Any offer made by your landlord will only apply from the date of a rent relief request that is compliant. For example, if you sought rent relief on 1 October 2020 but this request did not include the necessary information, the request is not compliant with regulation 10(2). If you send through the rest of the information on 10 October 2020 the landlord is only obliged to offer rent support from 10 October 2020.

Regulation 11 supports this by allowing tenants with existing arrangements to negotiate subsequent rent relief if:

  • there has been a material change in the financial circumstances of the tenant; or
  • if the previous rent relief agreement was made prior to 29 September 2020:
    • the rent relief is not proportional to the decline in the tenant’s turnover; and
    • the agreement did not apply until the end of relevant period which is now 31 December 2020.

This will allow tenants to request more rent relief, but only from the date a new and compliant request is made, retrospective application is not possible.

The test to apply in calculating the decline in turnover follows the actual decline in turnover test under the JobKeeper rules. See our article here for that definition.

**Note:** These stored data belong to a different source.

//! Meshes an annulus with a rectangular notch and prints it as SVG.
//!
//! ```text
//! cargo run --example annulus > annulus.svg
//! RUST_LOG=meshtools=debug cargo run --example annulus -- --edge-length 0.05
//! ```

use clap::Parser;
use meshtools::geometry::{Curve, Sampling};
use meshtools::math::Point2;
use meshtools::operations::boundary::ConnectBoundary;
use meshtools::operations::creation::{MakeCircle, MakeRectangle};
use meshtools::render::{render_svg, SvgStyle};
use meshtools::tessellation::TriMesh;

#[derive(Parser)]
struct Args {
    /// Target edge length for sampling and refinement.
    #[arg(long)]
    #[clap(default_value_t = 0.1)]
    edge_length: f64,
}

fn main() -> meshtools::Result<()> {
    // Default: WARN for everything, INFO for meshtools.
    // Override with RUST_LOG env var (e.g. RUST_LOG=meshtools=debug).
    let env_filter = tracing_subscriber::EnvFilter::from_default_env()
        .add_directive(tracing_subscriber::filter::LevelFilter::WARN.into())
        .add_directive("annulus=info".parse().unwrap_or_default())
        .add_directive("meshtools=info".parse().unwrap_or_default());
    tracing_subscriber::fmt()
        .with_env_filter(env_filter)
        .with_writer(std::io::stderr)
        .init();

    let args = Args::parse();
    let edge_length = args.edge_length;

    let outer = MakeCircle::new(Point2::origin(), 1.0)
        .with_sampling(Sampling::EdgeLength(edge_length))
        .execute()?;
    let inner = MakeCircle::new(Point2::origin(), 0.4)
        .with_sampling(Sampling::EdgeLength(edge_length))
        .execute()?;
    let notch = MakeRectangle::new(Point2::new(0.55, -0.1), Point2::new(0.8, 0.1))
        .with_sampling(Sampling::EdgeLength(edge_length))
        .execute()?;

    let mut pslg = Curve::default();
    pslg.append(&outer);
    pslg.append(&inner);
    pslg.append(&notch);

    let mesh = TriMesh::new(&pslg)
        .with_edge_length(edge_length)
        .with_holes(vec![Point2::origin(), Point2::new(0.675, 0.0)])
        .execute()?;

    let edges = mesh.edges();
    let boundary = ConnectBoundary::new(&edges.boundary, &mesh.points)
        .starting_at(vec![Point2::new(-1.0, 0.0), Point2::new(0.0, -0.4)])
        .execute()?;

    tracing::info!(
        points = mesh.points.len(),
        triangles = mesh.triangles.len(),
        edges = edges.all.len(),
        boundaries = boundary.boundary_count(),
        area = mesh.area(),
        "meshed annulus"
    );
    for (k, segments) in boundary.boundaries().enumerate() {
        if let Some(first) = segments.first() {
            let p = mesh.points[first.start];
            tracing::info!(boundary = k, segments = segments.len(), x = p.x, y = p.y, "boundary");
        }
    }

    print!("{}", render_svg(&mesh, &SvgStyle::default()));
    Ok(())
}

What rent relief can landlords offer?

Landlords can no longer take into account their own financial position when considering the appropriate rent relief. They must also respond within 14 days to any rent relief requests.

Landlords must consider the following:

  • At least 50% of the rent relief offered must be a waiver;
  • The relief must be at least proportional to the tenant’s decline in turnover only connected to the leased premises;
  • Waiver or reductions of outgoings; and
  • Whether failure to offer relief could lead to tenant being unable to meet their obligations under the lease.

Deferred payments

Under regulation 16, no landlord can recover any deferred payment until the end of the relevant period which is 31 December 2020, even if there are existing agreements for recovery before that date.

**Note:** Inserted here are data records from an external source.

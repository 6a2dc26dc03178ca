use thiserror::Error;

#[derive(Debug, Error, PartialEq, Eq)]
pub enum LedgerError {
    #[error("task index {index} out of range (ledger has {len} tasks)")]
    IndexOutOfRange { index: usize, len: usize },
}

pub type Result<T> = std::result::Result<T, LedgerError>;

Moratorium on terminations

The regulations have clearly defined when landlords can terminate leases. The prohibition on terminating leases is only applicable if one of the events below occur:

  • Failure to pay rent;
  • Failure to pay outgoings; or
  • Reduction or cessation of trade.

This is the case if these events occurred during the relevant period and the tenant has an eligible lease.

Additional VSBC powers

Regulation 20A certificates state whether landlord failed to respond to dispute notice or that they failed to engage in mediation in good faith.

Tenants can now apply for the Victorian Small Business Commissioner (Commissioner) to make a binding order in the tenant’s favour in relation to their eligible lease dispute once they have received a regulation 20A certificate. Interestingly there are no hearings for binding orders, all decisions are made on the papers with both the tenant and landlords providing written submissions (time limit of 10 days to respond for landlords).

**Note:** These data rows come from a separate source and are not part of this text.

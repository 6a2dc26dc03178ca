//! Task data model

use serde::{Deserialize, Serialize};
use std::fmt;

/// Keywords that force a description to High priority.
const HIGH_PRIORITY_KEYWORDS: [&str; 3] = ["urgent", "important", "asap"];

/// Keywords that mark a description as Low priority.
const LOW_PRIORITY_KEYWORDS: [&str; 3] = ["low", "later", "someday"];

/// Task priority, derived from the description when the task is added.
#[derive(Debug, Clone, Copy, PartialEq, Eq, Serialize, Deserialize)]
pub enum Priority {
    High,
    Normal,
    Low,
}

impl Priority {
    /// Classify a description by case-insensitive keyword scan.
    ///
    /// A high-priority keyword wins over a low-priority one when both are
    /// present; neither yields Normal.
    pub fn classify(description: &str) -> Self {
        let text = description.to_lowercase();

        if HIGH_PRIORITY_KEYWORDS.iter().any(|kw| text.contains(kw)) {
            Self::High
        } else if LOW_PRIORITY_KEYWORDS.iter().any(|kw| text.contains(kw)) {
            Self::Low
        } else {
            Self::Normal
        }
    }

    /// Sort key: High sorts before Normal, Normal before Low.
    pub fn rank(&self) -> u8 {
        match self {
            Self::High => 1,
            Self::Normal => 2,
            Self::Low => 3,
        }
    }

    /// Get the text label
    pub fn label(&self) -> &'static str {
        match self {
            Self::High => "High",
            Self::Normal => "Normal",
            Self::Low => "Low",
        }
    }
}

impl fmt::Display for Priority {
    fn fmt(&self, f: &mut fmt::Formatter<'_>) -> fmt::Result {
        write!(f, "{}", self.label())
    }
}

/// A single user-entered unit of work.
///
/// Serializes with camelCase field names; the JSON export format depends on
/// them.
#[derive(Debug, Clone, PartialEq, Serialize, Deserialize)]
#[serde(rename_all = "camelCase")]
pub struct Task {
    /// 1-based position in the ledger, renumbered after every removal.
    /// Not a stable identifier.
    pub sequence_number: usize,

    /// User-supplied description
    pub description: String,

    /// Derived from the description at creation; updates leave it untouched.
    pub priority: Priority,

    /// Estimated duration in minutes, never negative.
    pub duration_minutes: f64,

    /// Free-text category label
    pub category: String,
}

#[cfg(test)]
mod tests {
    use super::*;

    #[test]
    fn test_classify_high() {
        assert_eq!(Priority::classify("URGENT: fix the build"), Priority::High);
        assert_eq!(Priority::classify("important meeting"), Priority::High);
        assert_eq!(Priority::classify("reply asap"), Priority::High);
    }

    #[test]
    fn test_classify_low() {
        assert_eq!(Priority::classify("low effort cleanup"), Priority::Low);
        assert_eq!(Priority::classify("do this later"), Priority::Low);
        assert_eq!(Priority::classify("Someday: learn piano"), Priority::Low);
    }

    #[test]
    fn test_classify_normal() {
        assert_eq!(Priority::classify("write the report"), Priority::Normal);
        assert_eq!(Priority::classify(""), Priority::Normal);
    }

    #[test]
    fn test_classify_high_wins_over_low() {
        assert_eq!(
            Priority::classify("urgent but can slip later"),
            Priority::High
        );
        assert_eq!(Priority::classify("low priority but ASAP"), Priority::High);
    }

    #[test]
    fn test_rank_ordering() {
        assert!(Priority::High.rank() < Priority::Normal.rank());
        assert!(Priority::Normal.rank() < Priority::Low.rank());
    }

    #[test]
    fn test_priority_display() {
        assert_eq!(Priority::High.to_string(), "High");
        assert_eq!(Priority::Normal.to_string(), "Normal");
        assert_eq!(Priority::Low.to_string(), "Low");
    }
}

The Commissioner can only make a binding order if:

  • Landlord has been provided with notice;
  • A VCAT or court proceeding relating to the lease has not been started;
  • The tenant’s application is compliance; and
  • It is fair and reasonable to make the order.

Types of binding orders include:

  1. Direction to give or agree to waive part or all of rent payable from date of a compliant request; or
  2. Defer payment of part of rent payable from date of request, which must be paid back either over balance of lease term or 24 months.

Parties can apply to amend or withdraw binding orders. Parties can also apply to VCAT to review Commissioner decisions and force parties to comply with binding orders.